■ Exercise aim
Look below for the line that has "fragmentation, but the". Set down the lines from there through the line that has "if available <", exactly as written.

Dataset entries:
______________________________

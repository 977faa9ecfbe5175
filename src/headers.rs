use http::{HeaderMap, HeaderName};
use itertools::Either;
use std::iter::empty;

/// Get the value of a list valued header, with multiple header lines joined by `,`
///
/// Lines that are not visible ascii are skipped, `None` is returned when no usable line is present.
///
/// # Example
///
/// ```rust
/// # use http::{HeaderMap, HeaderName, HeaderValue};
/// # use x_forwarded::headers::*;
/// let mut headers = HeaderMap::new();
/// headers.append("x-forwarded-for", HeaderValue::from_static("10.10.10.10"));
/// headers.append("x-forwarded-for", HeaderValue::from_static("10.10.10.20"));
/// assert_eq!(
///    Some("10.10.10.10,10.10.10.20".to_string()),
///    combined_header_value(&headers, &HeaderName::from_static("x-forwarded-for"))
/// );
/// ```
pub fn combined_header_value(headers: &HeaderMap, name: &HeaderName) -> Option<String> {
    let mut lines = headers
        .get_all(name)
        .iter()
        .filter_map(|value| value.to_str().ok())
        .peekable();
    lines.peek()?;
    Some(itertools::join(lines, ","))
}

/// Get the list of hops from an `x-forwarded-for` style header
///
/// Hops are ordered from the original client to the proxy nearest to us. Whitespace around
/// hops is trimmed, empty hops in the middle of the list are kept as empty strings while
/// trailing empty hops are dropped.
///
/// # Example
///
/// ```rust
/// # use x_forwarded::headers::*;
/// assert_eq!(
///    vec!["140.211.11.130", "proxy1", "", "proxy2"],
///    extract_forwarded_for("140.211.11.130,\tproxy1, , proxy2 ,").collect::<Vec<_>>()
/// );
/// ```
pub fn extract_forwarded_for(header_value: &str) -> impl DoubleEndedIterator<Item = &str> + '_ {
    let header_value = header_value.trim_end_matches(|c: char| c == ',' || c.is_whitespace());
    if header_value.trim().is_empty() {
        Either::Left(empty())
    } else {
        Either::Right(header_value.split(',').map(str::trim))
    }
}

#[cfg(test)]
mod tests {
    use super::*;
    use http::HeaderValue;

    const XFF: HeaderName = HeaderName::from_static("x-forwarded-for");

    #[test]
    fn test_combined_header_value_absent() {
        assert_eq!(combined_header_value(&HeaderMap::new(), &XFF), None);
    }

    #[test]
    fn test_combined_header_value_skips_opaque_lines() {
        let mut headers = HeaderMap::new();
        headers.append(&XFF, HeaderValue::from_bytes(b"\xfa\xfb").unwrap());
        assert_eq!(combined_header_value(&headers, &XFF), None);

        headers.append(&XFF, HeaderValue::from_static("140.211.11.130"));
        assert_eq!(
            combined_header_value(&headers, &XFF).as_deref(),
            Some("140.211.11.130")
        );
    }

    #[test]
    fn test_extract_blank() {
        assert_eq!(extract_forwarded_for("").count(), 0);
        assert_eq!(extract_forwarded_for(" \t\n").count(), 0);
        assert_eq!(extract_forwarded_for(", ,").count(), 0);
    }

    #[test]
    fn test_extract_keeps_leading_and_interior_empty_hops() {
        assert_eq!(
            extract_forwarded_for(", a,,b").collect::<Vec<_>>(),
            vec!["", "a", "", "b"]
        );
    }

    #[test]
    fn test_extract_newlines() {
        assert_eq!(
            extract_forwarded_for("a,\r\n b").collect::<Vec<_>>(),
            vec!["a", "b"]
        );
    }

    #[test]
    fn test_extract_reversed() {
        assert_eq!(
            extract_forwarded_for("client, proxy1, proxy2")
                .rev()
                .collect::<Vec<_>>(),
            vec!["proxy2", "proxy1", "client"]
        );
    }
}
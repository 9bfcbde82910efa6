/*!
 * Batch Allocation
 * Multi-block allocation and dry-run space estimation
 */

use super::super::list::Position;
use super::super::traits::CompletionTracker;
use super::super::types::{BlockHandle, BlockState, HeapAffinity, HeapError, HeapId, HeapResult};
use super::allocator::normalize_alignment;
use super::BlockManager;
use crate::core::limits::MAX_BATCH_BLOCKS;
use crate::core::types::{checked_align_ceil, Size};
use crate::monitoring::span_operation;
use tracing::debug;

/// Request indices ordered by size, largest first; ties keep request order
pub(super) fn descending_order(sizes: &[Size]) -> Vec<usize> {
    let mut order: Vec<usize> = (0..sizes.len()).collect();
    order.sort_by(|&a, &b| sizes[b].cmp(&sizes[a]));
    order
}

/// Validate a batch and return its total size
fn check_batch(sizes: &[Size]) -> HeapResult<Size> {
    if sizes.is_empty() || sizes.len() > MAX_BATCH_BLOCKS {
        return Err(HeapError::InvalidParameter(format!(
            "batch of {} blocks (1 to {MAX_BATCH_BLOCKS} allowed)",
            sizes.len()
        )));
    }
    if sizes.contains(&0) {
        return Err(HeapError::InvalidParameter(
            "batch contains a zero-sized block".into(),
        ));
    }
    sizes
        .iter()
        .try_fold(0 as Size, |total, &size| total.checked_add(size))
        .ok_or_else(|| {
            HeapError::InvalidParameter("batch total overflows the address space".into())
        })
}

impl<T: CompletionTracker> BlockManager<T> {
    /// Allocate one block per entry of `sizes`, all or nothing
    ///
    /// Blocks are placed largest first to limit fragmentation, but the
    /// returned handles (and their order on the allocated list) follow the
    /// request order. With `HeapAffinity::SameHeap` every heap is tried in
    /// turn until one holds the whole batch.
    pub fn allocate_multiple(
        &mut self,
        sizes: &[Size],
        alignment: Size,
        affinity: HeapAffinity,
    ) -> HeapResult<Vec<BlockHandle>> {
        let total = check_batch(sizes)?;
        let alignment = normalize_alignment(alignment)?;
        let span = span_operation("allocate_multiple");
        let order = descending_order(sizes);

        let candidates: Vec<Option<HeapId>> = match affinity {
            HeapAffinity::Any => {
                let available: Size = self
                    .heaps()
                    .filter(|heap| !heap.deletion_pending)
                    .map(|heap| heap.free)
                    .sum();
                if available < total {
                    debug!(total, available, "Batch exceeds free space of all heaps");
                    vec![]
                } else {
                    vec![None]
                }
            }
            HeapAffinity::SameHeap => self.heap_ids().into_iter().map(Some).collect(),
            HeapAffinity::Heap(id) => {
                self.heap_ref(id)?;
                vec![Some(id)]
            }
        };

        for heap in candidates {
            if let Some(id) = heap {
                let heap = self.heap_ref(id)?;
                if heap.deletion_pending || heap.free < total {
                    continue;
                }
            }

            match self.allocate_in_order(sizes, &order, alignment, heap) {
                Ok(handles) => {
                    span.record_items_processed(handles.len());
                    span.record_result(true);
                    return Ok(handles);
                }
                Err(e) if e.is_no_space() => continue,
                Err(e) => {
                    span.record_error(&e.to_string());
                    return Err(e);
                }
            }
        }

        span.record_result(false);
        Err(HeapError::NoSpace {
            requested: total,
            largest_free: self.largest_free(None),
        })
    }

    /// One attempt at the whole batch; rolls back on the first failure
    fn allocate_in_order(
        &mut self,
        sizes: &[Size],
        order: &[usize],
        alignment: Size,
        heap: Option<HeapId>,
    ) -> HeapResult<Vec<BlockHandle>> {
        let mut placed: Vec<Option<usize>> = vec![None; sizes.len()];

        for &request in order {
            match self.allocate_index(sizes[request], alignment, heap) {
                Ok(index) => placed[request] = Some(index),
                Err(e) => {
                    for &index in order.iter().filter_map(|&r| placed[r].as_ref()) {
                        self.release(index)?;
                    }
                    return Err(e);
                }
            }
        }

        let indices: Vec<usize> = placed.into_iter().flatten().collect();
        for &index in &indices {
            self.move_block(index, BlockState::Allocated, Position::Tail)?;
        }
        Ok(indices.iter().map(|&index| self.pool.handle(index)).collect())
    }

    /// Bytes that must be freed or added before `sizes` fits
    ///
    /// Simulates placing the requests, largest first, into the largest
    /// remaining free block. Nothing is allocated; 0 means the batch fits.
    /// Under `SameHeap` the result is the smallest shortfall of any heap.
    pub fn calculate_space_needed(
        &self,
        sizes: &[Size],
        alignment: Size,
        affinity: HeapAffinity,
    ) -> HeapResult<Size> {
        check_batch(sizes)?;
        let alignment = normalize_alignment(alignment)?;

        match affinity {
            HeapAffinity::Any => Ok(self.shortfall(sizes, alignment, None)),
            HeapAffinity::Heap(id) => {
                self.heap_ref(id)?;
                Ok(self.shortfall(sizes, alignment, Some(id)))
            }
            HeapAffinity::SameHeap => Ok(self
                .heaps()
                .filter(|heap| !heap.deletion_pending)
                .map(|heap| self.shortfall(sizes, alignment, Some(heap.id)))
                .min()
                .unwrap_or_else(|| self.shortfall(sizes, alignment, None))),
        }
    }

    /// True when `calculate_space_needed` reports no shortfall
    pub fn can_satisfy(
        &self,
        sizes: &[Size],
        alignment: Size,
        affinity: HeapAffinity,
    ) -> HeapResult<bool> {
        Ok(self.calculate_space_needed(sizes, alignment, affinity)? == 0)
    }

    fn shortfall(&self, sizes: &[Size], alignment: Size, heap: Option<HeapId>) -> Size {
        let granularity = self.config.heap_granularity;
        let overhead = alignment.saturating_sub(granularity);

        let mut free: Vec<Size> = self.lists[BlockState::Free.index()]
            .indices(&self.pool)
            .into_iter()
            .map(|index| self.pool.block(index))
            .filter(|block| heap.map_or(true, |id| block.heap == Some(id)))
            .map(|block| block.size)
            .collect();
        free.sort_unstable_by(|a, b| b.cmp(a));

        let mut needed: Size = 0;
        for request in descending_order(sizes) {
            let alloc = sizes[request]
                .checked_add(overhead)
                .and_then(|padded| checked_align_ceil(padded, granularity))
                .unwrap_or(Size::MAX)
                .max(self.config.min_block_size);

            match free.first() {
                Some(&largest) if alloc <= largest => {
                    // Sink the shrunken block to keep the list sorted
                    let remaining = largest - alloc;
                    let mut slot = 0;
                    while slot + 1 < free.len() && free[slot + 1] > remaining {
                        free[slot] = free[slot + 1];
                        slot += 1;
                    }
                    free[slot] = remaining;
                }
                _ => needed = needed.saturating_add(alloc),
            }
        }
        needed
    }
}
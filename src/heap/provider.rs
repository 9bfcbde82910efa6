/*!
 * Virtual Heap Provider
 * Simulated GPU address space handing out heap backing ranges
 */

use super::traits::{HeapGrant, HeapProvider};
use super::types::{HeapError, HeapResult};
use crate::core::types::{checked_align_ceil, GpuAddress, Size};
use parking_lot::Mutex;
use std::collections::HashMap;
use std::sync::Arc;
use tracing::debug;

/// Alignment of every simulated heap base address (64KB)
const HEAP_BASE_ALIGN: Size = 64 * 1024;

/// First simulated GPU virtual address
const HEAP_BASE_ADDRESS: GpuAddress = 0x1_0000_0000;

#[derive(Debug, Default)]
struct ProviderState {
    next_handle: u64,
    next_address: GpuAddress,
    live: HashMap<u64, HeapGrant>,
    released: usize,
}

/// Heap provider that simulates GPU memory by carving address ranges
///
/// Clones share state, so a test can hand one clone to the manager and keep
/// another to observe grants and releases.
#[derive(Debug, Clone)]
pub struct VirtualHeapProvider {
    state: Arc<Mutex<ProviderState>>,
    capacity: Option<Size>,
}

impl VirtualHeapProvider {
    pub fn new() -> Self {
        Self {
            state: Arc::new(Mutex::new(ProviderState {
                next_address: HEAP_BASE_ADDRESS,
                ..Default::default()
            })),
            capacity: None,
        }
    }

    /// Provider that fails once `capacity` live bytes are granted
    pub fn with_capacity(capacity: Size) -> Self {
        Self {
            capacity: Some(capacity),
            ..Self::new()
        }
    }

    /// Grants not yet released
    pub fn live_grants(&self) -> usize {
        self.state.lock().live.len()
    }

    /// Bytes currently granted
    pub fn live_bytes(&self) -> Size {
        self.state.lock().live.values().map(|g| g.size).sum()
    }

    /// Grants released so far
    pub fn released_grants(&self) -> usize {
        self.state.lock().released
    }
}

impl Default for VirtualHeapProvider {
    fn default() -> Self {
        Self::new()
    }
}

impl HeapProvider for VirtualHeapProvider {
    fn allocate(&mut self, size: Size) -> HeapResult<HeapGrant> {
        if size == 0 {
            return Err(HeapError::InvalidParameter("heap size must be non-zero".into()));
        }

        let mut state = self.state.lock();
        if let Some(capacity) = self.capacity {
            let live: Size = state.live.values().map(|g| g.size).sum();
            if live.saturating_add(size) > capacity {
                return Err(HeapError::AllocationFailure(format!(
                    "virtual heap provider exhausted: requested {size} bytes, {} of {capacity} in use",
                    live
                )));
            }
        }

        let next_address = checked_align_ceil(size, HEAP_BASE_ALIGN)
            .and_then(|span| state.next_address.checked_add(span as GpuAddress))
            .ok_or_else(|| {
                HeapError::AllocationFailure(format!(
                    "virtual address space exhausted: requested {size} bytes"
                ))
            })?;

        state.next_handle += 1;
        let grant = HeapGrant {
            handle: state.next_handle,
            size,
            base_address: state.next_address,
        };
        state.next_address = next_address;
        state.live.insert(grant.handle, grant);

        debug!(
            handle = grant.handle,
            size,
            base = format_args!("0x{:x}", grant.base_address),
            "Granted virtual heap"
        );
        Ok(grant)
    }

    fn release(&mut self, grant: HeapGrant) {
        let mut state = self.state.lock();
        if state.live.remove(&grant.handle).is_some() {
            state.released += 1;
            debug!(handle = grant.handle, size = grant.size, "Released virtual heap");
        }
    }
}
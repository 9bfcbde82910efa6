/*!
 * Core Module
 * Shared types and allocator limits
 */

pub mod limits;
pub mod types;

pub use types::*;
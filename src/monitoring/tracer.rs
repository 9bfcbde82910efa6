/*!
 * Structured Tracing
 * Subscriber setup and timed spans around block manager operations
 */

use std::time::{Duration, Instant};
use tracing::{debug, span, warn, Level, Span};
use tracing_subscriber::util::TryInitError;
use tracing_subscriber::{
    fmt::format::FmtSpan, layer::SubscriberExt, util::SubscriberInitExt, EnvFilter,
};

/// Environment variable selecting JSON output
pub const TRACE_JSON_ENV: &str = "STATE_HEAP_TRACE_JSON";

/// Operations running longer than this are reported at warn level
const SLOW_OPERATION: Duration = Duration::from_millis(10);

/// Output format of the installed subscriber
#[derive(Debug, Clone, Copy, PartialEq, Eq)]
pub enum TraceFormat {
    Compact,
    Json,
}

impl TraceFormat {
    /// Read the format from `STATE_HEAP_TRACE_JSON` ("1" or "true" selects JSON)
    pub fn from_env() -> Self {
        match std::env::var(TRACE_JSON_ENV).as_deref() {
            Ok("1") | Ok("true") => TraceFormat::Json,
            _ => TraceFormat::Compact,
        }
    }
}

/// Install the global subscriber, keeping any subscriber already installed
///
/// Filtering follows `RUST_LOG` and defaults to `info`.
pub fn init_tracing() {
    if let Err(e) = try_init_tracing() {
        debug!(error = %e, "Tracing subscriber already installed");
    }
}

/// Install the global subscriber in the format chosen by the environment
pub fn try_init_tracing() -> Result<(), TryInitError> {
    try_init_tracing_with(TraceFormat::from_env())
}

/// Install the global subscriber in `format`
pub fn try_init_tracing_with(format: TraceFormat) -> Result<(), TryInitError> {
    let filter = EnvFilter::try_from_default_env().unwrap_or_else(|_| EnvFilter::new("info"));
    let registry = tracing_subscriber::registry().with(filter);
    let layer = tracing_subscriber::fmt::layer()
        .with_target(true)
        .with_line_number(true)
        .with_span_events(FmtSpan::CLOSE);

    match format {
        TraceFormat::Json => registry
            .with(layer.json().with_current_span(true).with_span_list(false))
            .try_init()?,
        TraceFormat::Compact => registry.with(layer.compact()).try_init()?,
    }
    debug!(?format, "State heap tracing installed");
    Ok(())
}

/// How an operation ended
#[derive(Debug, Clone, Copy, PartialEq, Eq)]
enum Outcome {
    Pending,
    Success,
    Failure,
    Error,
}

impl Outcome {
    fn as_str(self) -> &'static str {
        match self {
            Outcome::Pending => "unfinished",
            Outcome::Success => "success",
            Outcome::Failure => "failure",
            Outcome::Error => "error",
        }
    }
}

/// Timed span around one block manager operation
///
/// Outcome and elapsed time are written to the span when it is dropped.
pub struct OperationSpan {
    span: Span,
    operation: &'static str,
    started: Instant,
    outcome: std::cell::Cell<Outcome>,
}

impl OperationSpan {
    pub fn new(operation: &'static str) -> Self {
        Self {
            span: span!(
                Level::DEBUG,
                "state_heap",
                op = operation,
                blocks = tracing::field::Empty,
                outcome = tracing::field::Empty,
                error = tracing::field::Empty,
                elapsed_us = tracing::field::Empty,
            ),
            operation,
            started: Instant::now(),
            outcome: std::cell::Cell::new(Outcome::Pending),
        }
    }

    pub fn operation(&self) -> &'static str {
        self.operation
    }

    pub fn record_result(&self, success: bool) {
        self.outcome.set(if success {
            Outcome::Success
        } else {
            Outcome::Failure
        });
    }

    pub fn record_error(&self, error: &str) {
        self.outcome.set(Outcome::Error);
        self.span.record("error", error);
    }

    /// Number of blocks the operation touched
    pub fn record_items_processed(&self, count: usize) {
        self.span.record("blocks", count);
    }

    pub fn enter(&self) -> tracing::span::Entered<'_> {
        self.span.enter()
    }
}

impl Drop for OperationSpan {
    fn drop(&mut self) {
        let elapsed = self.started.elapsed();
        self.span.record("outcome", self.outcome.get().as_str());
        self.span.record("elapsed_us", elapsed.as_micros() as u64);

        if elapsed > SLOW_OPERATION {
            let _entered = self.span.enter();
            warn!(
                op = self.operation,
                elapsed_ms = elapsed.as_millis() as u64,
                "Slow state heap operation"
            );
        }
    }
}

/// Start a timed span for `operation`
#[inline]
pub fn span_operation(operation: &'static str) -> OperationSpan {
    OperationSpan::new(operation)
}
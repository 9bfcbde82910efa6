/*!
 * Block Allocation Tests
 * Single block allocation, alignment, release and heap growth
 */

use gpu_state_heap::{
    BlockManager, BlockManagerConfig, BlockState, FrameTracker, HeapAffinity, HeapError,
    HeapPressure, VirtualHeapProvider,
};
use pretty_assertions::assert_eq;

fn byte_manager(granularity: usize) -> BlockManager {
    let config = BlockManagerConfig::default()
        .with_granularity(granularity)
        .with_min_block_size(granularity);
    BlockManager::new(config, FrameTracker::new()).unwrap()
}

#[test]
fn test_allocate_and_free_restores_heap() {
    let mut manager = BlockManager::new(BlockManagerConfig::default(), FrameTracker::new()).unwrap();
    let heap = manager.register_heap(1024 * 1024).unwrap();

    let block = manager.allocate_block(100, 16, None).unwrap();
    let info = manager.block(block).unwrap();
    assert_eq!(info.state(), BlockState::Allocated);
    assert_eq!(info.offset(), 0);
    assert_eq!(info.size(), 2048);
    assert!(info.data_size() >= 100);
    assert_eq!(info.data_offset() % 16, 0);

    let stats = manager.stats();
    assert_eq!(stats.used_bytes, 2048);
    assert_eq!(stats.free_bytes, 1024 * 1024 - 2048);

    manager.free_block(block).unwrap();
    let stats = manager.stats();
    assert_eq!(stats.used_bytes, 0);
    assert_eq!(stats.free.count, 1);
    assert_eq!(stats.free.bytes, 1024 * 1024);
    assert_eq!(manager.heap(heap).unwrap().free_bytes(), 1024 * 1024);
    assert!(manager.check_invariants().is_ok());
}

#[test]
fn test_exhausted_heap_reports_no_space() {
    let mut manager = byte_manager(8);
    manager.register_heap(1000).unwrap();

    let whole = manager.allocate_block(1000, 1, None).unwrap();
    assert_eq!(manager.block(whole).unwrap().size(), 1000);

    let err = manager.allocate_block(1, 1, None).unwrap_err();
    assert_eq!(
        err,
        HeapError::NoSpace {
            requested: 1,
            largest_free: 0
        }
    );
    assert!(err.is_no_space());
    assert_eq!(manager.stats().pressure(), HeapPressure::Critical);
}

#[test]
fn test_first_fit_reuses_freed_hole() {
    let mut manager = byte_manager(64);
    manager.register_heap(1024).unwrap();

    let a = manager.allocate_block(128, 1, None).unwrap();
    let b = manager.allocate_block(128, 1, None).unwrap();
    let _c = manager.allocate_block(768, 1, None).unwrap();
    assert_eq!(manager.block(b).unwrap().offset(), 128);
    assert_eq!(manager.list(BlockState::Free).len(), 0);

    manager.free_block(b).unwrap();
    let d = manager.allocate_block(64, 1, None).unwrap();
    assert_eq!(manager.block(d).unwrap().offset(), 128);
    assert_eq!(manager.block(d).unwrap().size(), 64);
    assert_eq!(manager.block(a).unwrap().offset(), 0);
    assert_eq!(manager.list(BlockState::Free).size(), 64);
    assert!(manager.check_invariants().is_ok());
}

#[test]
fn test_stale_handle_is_rejected() {
    let mut manager = byte_manager(64);
    manager.register_heap(1024).unwrap();

    let a = manager.allocate_block(64, 1, None).unwrap();
    let b = manager.allocate_block(64, 1, None).unwrap();
    manager.free_block(a).unwrap();
    // Freeing b absorbs a's record, which goes back to the pool
    manager.free_block(b).unwrap();
    assert!(manager.block(a).is_none());
    assert_eq!(manager.list(BlockState::Free).len(), 1);

    let _reused = manager.allocate_block(64, 1, None).unwrap();
    assert!(matches!(
        manager.free_block(a),
        Err(HeapError::InvalidParameter(_))
    ));
    assert!(manager.check_invariants().is_ok());
}

#[test]
fn test_zero_size_allocation_rejected() {
    let mut manager = byte_manager(64);
    manager.register_heap(1024).unwrap();
    assert!(matches!(
        manager.allocate_block(0, 1, None),
        Err(HeapError::InvalidParameter(_))
    ));
}

#[test]
fn test_oversized_requests_fail_cleanly() {
    let mut manager = byte_manager(64);
    manager.register_heap(4096).unwrap();

    assert!(manager
        .allocate_block(usize::MAX - 8, 4096, None)
        .unwrap_err()
        .is_no_space());
    assert!(matches!(
        manager.allocate_multiple(&[usize::MAX, 1], 1, HeapAffinity::Any),
        Err(HeapError::InvalidParameter(_))
    ));
    assert!(manager
        .allocate_with_scratch(usize::MAX - 16, 4096, 1024)
        .unwrap_err()
        .is_no_space());
    assert_eq!(manager.stats().used_bytes, 0);
    assert!(manager.check_invariants().is_ok());
}

#[test]
fn test_heap_affinity_restricts_search() {
    let mut manager = byte_manager(64);
    let first = manager.register_heap(1024).unwrap();
    let second = manager.register_heap(1024).unwrap();
    assert_eq!(manager.active_heap(), Some(second));

    let block = manager.allocate_block(64, 1, Some(first)).unwrap();
    assert_eq!(manager.block(block).unwrap().heap(), Some(first));

    let unaffined = manager.allocate_block(64, 1, None).unwrap();
    assert_eq!(manager.block(unaffined).unwrap().heap(), Some(second));
}

#[test]
fn test_grow_heap_after_no_space() {
    let provider = VirtualHeapProvider::new();
    let config = BlockManagerConfig::default()
        .with_granularity(256)
        .with_min_block_size(256)
        .with_heap_sizes(4096, 4096);
    let mut manager = BlockManager::new(config, FrameTracker::new())
        .unwrap()
        .with_provider(provider.clone());

    assert!(manager.allocate_block(256, 1, None).unwrap_err().is_no_space());
    let heap = manager.grow_heap(256).unwrap();
    assert_eq!(manager.heap(heap).unwrap().total_size(), 4096);

    let block = manager.allocate_block(256, 1, None).unwrap();
    assert_eq!(manager.block(block).unwrap().heap(), Some(heap));
    assert_eq!(provider.live_grants(), 1);
    assert_eq!(provider.live_bytes(), 4096);
}

#[test]
fn test_gpu_address_includes_alignment_padding() {
    let mut manager = byte_manager(64);
    let heap = manager.register_heap(4096).unwrap();
    let base = manager.heap(heap).unwrap().base_address();

    let _pad = manager.allocate_block(64, 1, None).unwrap();
    let aligned = manager.allocate_block(256, 256, None).unwrap();
    let block = manager.block(aligned).unwrap();
    assert_eq!(block.offset(), 64);
    assert_eq!(block.data_offset(), 256);
    assert_eq!(block.alignment_padding(), 192);
    assert_eq!(manager.gpu_address(aligned).unwrap(), base + 256);
}

#[test]
fn test_provider_failure_surfaces_as_allocation_failure() {
    let config = BlockManagerConfig::default()
        .with_granularity(64)
        .with_min_block_size(64);
    let mut manager = BlockManager::new(config, FrameTracker::new())
        .unwrap()
        .with_provider(VirtualHeapProvider::with_capacity(1024));

    manager.register_heap(1024).unwrap();
    assert!(matches!(
        manager.register_heap(1024),
        Err(HeapError::AllocationFailure(_))
    ));
    assert_eq!(manager.heaps().count(), 1);
}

______________________________

■ Expected output
    /// Blocks are placed largest first to limit fragmentation, but the
    /// returned handles (and their order on the allocated list) follow the
    /// request order. With `HeapAffinity::SameHeap` every heap is tried in
    /// turn until one holds the whole batch.
    pub fn allocate_multiple(
        &mut self,
        sizes: &[Size],
        alignment: Size,
        affinity: HeapAffinity,
    ) -> HeapResult<Vec<BlockHandle>> {
        let total = check_batch(sizes)?;
        let alignment = normalize_alignment(alignment)?;
        let span = span_operation("allocate_multiple");
        let order = descending_order(sizes);

        let candidates: Vec<Option<HeapId>> = match affinity {
            HeapAffinity::Any => {
                let available: Size = self
                    .heaps()
                    .filter(|heap| !heap.deletion_pending)
                    .map(|heap| heap.free)
                    .sum();
                if available < total {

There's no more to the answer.